----- Data supplied -----

//! Bookkeeping for bodies the scene created.

use crate::body::BodyKind;
use crate::world::{BodyHandle, BodySnapshot};
use glam::Vec3;
use std::collections::BTreeMap;

/// What the orchestrator remembers about one body it created.
#[derive(Clone, Debug, PartialEq)]
pub struct SimulatedBody {
    pub handle: BodyHandle,
    /// Spec name for spawned bodies, layout label otherwise.
    pub label: String,
    pub kind: BodyKind,
    /// Position as of the last reconcile.
    pub position: Vec3,
    pub created_at_tick: u64,
}

impl SimulatedBody {
    /// Whether the world simulates this body.
    #[inline]
    pub fn is_dynamic(&self) -> bool {
        self.kind == BodyKind::Dynamic
    }

    /// Ticks since creation.
    pub fn age(&self, current_tick: u64) -> u64 {
        current_tick.saturating_sub(self.created_at_tick)
    }
}

/// Live bodies owned by a scene, ordered by handle.
#[derive(Debug, Default)]
pub struct BodyRegistry {
    bodies: BTreeMap<BodyHandle, SimulatedBody>,
}

impl BodyRegistry {
    /// Empty registry.
    pub fn new() -> Self {
        Self::default()
    }

    /// Track `body`, replacing any record with the same handle.
    pub fn insert(&mut self, body: SimulatedBody) {
        self.bodies.insert(body.handle, body);
    }

    /// Stop tracking `handle`, returning its record.
    pub fn remove(&mut self, handle: BodyHandle) -> Option<SimulatedBody> {
        self.bodies.remove(&handle)
    }

    /// Record for `handle`, if tracked.
    #[inline]
    pub fn get(&self, handle: BodyHandle) -> Option<&SimulatedBody> {
        self.bodies.get(&handle)
    }

    /// Whether `handle` is tracked.
    #[inline]
    pub fn contains(&self, handle: BodyHandle) -> bool {
        self.bodies.contains_key(&handle)
    }

    /// Tracked bodies, static and dynamic.
    #[inline]
    pub fn len(&self) -> usize {
        self.bodies.len()
    }

    /// Whether nothing is tracked.
    #[inline]
    pub fn is_empty(&self) -> bool {
        self.bodies.is_empty()
    }

    /// Tracked dynamic bodies.
    pub fn dynamic_count(&self) -> usize {
        self.bodies.values().filter(|b| b.is_dynamic()).count()
    }

    /// Every record, in handle order.
    pub fn iter(&self) -> impl Iterator<Item = &SimulatedBody> {
        self.bodies.values()
    }

    /// Every tracked handle, ascending.
    pub fn handles(&self) -> Vec<BodyHandle> {
        self.bodies.keys().copied().collect()
    }

    /// Handles of tracked dynamic bodies, ascending.
    pub fn dynamic_handles(&self) -> Vec<BodyHandle> {
        self.bodies
            .values()
            .filter(|b| b.is_dynamic())
            .map(|b| b.handle)
            .collect()
    }

    /// Forget everything, returning the handles that were held.
    pub fn drain(&mut self) -> Vec<BodyHandle> {
        std::mem::take(&mut self.bodies).into_keys().collect()
    }

    /// Sync with what the world reports.
    ///
    /// Positions of reported bodies are refreshed; any registered handle the
    /// world no longer reports is dropped and returned.
    pub fn reconcile(&mut self, snapshots: &[BodySnapshot]) -> Vec<BodyHandle> {
        let mut seen = BTreeMap::new();
        for snap in snapshots {
            seen.insert(snap.handle, snap.position);
        }

        let mut lost = Vec::new();
        self.bodies.retain(|handle, body| match seen.get(handle) {
            Some(position) => {
                body.position = *position;
                true
            }
            None => {
                lost.push(*handle);
                false
            }
        });
        lost
    }
}

#[cfg(test)]
mod tests {
    use super::*;

    fn body(id: u64, kind: BodyKind) -> SimulatedBody {
        SimulatedBody {
            handle: BodyHandle(id),
            label: format!("body-{}", id),
            kind,
            position: Vec3::ZERO,
            created_at_tick: 0,
        }
    }

    #[test]
    fn test_reconcile_drops_unreported() {
        let mut reg = BodyRegistry::new();
        reg.insert(body(1, BodyKind::Dynamic));
        reg.insert(body(2, BodyKind::Dynamic));
        reg.insert(body(3, BodyKind::Static));

        let snaps = [
            BodySnapshot {
                handle: BodyHandle(1),
                position: Vec3::new(0.0, 4.0, 0.0),
                kind: BodyKind::Dynamic,
            },
            BodySnapshot {
                handle: BodyHandle(3),
                position: Vec3::ZERO,
                kind: BodyKind::Static,
            },
        ];
        let lost = reg.reconcile(&snaps);

        assert_eq!(lost, vec![BodyHandle(2)]);
        assert!(!reg.contains(BodyHandle(2)));
        assert_eq!(reg.get(BodyHandle(1)).unwrap().position.y, 4.0);
    }

    #[test]
    fn test_dynamic_filtering() {
        let mut reg = BodyRegistry::new();
        reg.insert(body(1, BodyKind::Static));
        reg.insert(body(2, BodyKind::Dynamic));
        assert_eq!(reg.dynamic_count(), 1);
        assert_eq!(reg.dynamic_handles(), vec![BodyHandle(2)]);
    }

    #[test]
    fn test_drain_empties() {
        let mut reg = BodyRegistry::new();
        reg.insert(body(5, BodyKind::Dynamic));
        reg.insert(body(4, BodyKind::Static));
        assert_eq!(reg.drain(), vec![BodyHandle(4), BodyHandle(5)]);
        assert!(reg.is_empty());
    }

    #[test]
    fn test_age_saturates() {
        let mut b = body(1, BodyKind::Dynamic);
        b.created_at_tick = 10;
        assert_eq!(b.age(15), 5);
        assert_eq!(b.age(3), 0);
    }
}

-----

▶ [Problem description]: Look through the entries above. Copy each line in which the string "BTreeMap" occurs.

▶ [Answer]:
use std::collections::BTreeMap;
    bodies: BTreeMap<BodyHandle, SimulatedBody>,
        let mut seen = BTreeMap::new();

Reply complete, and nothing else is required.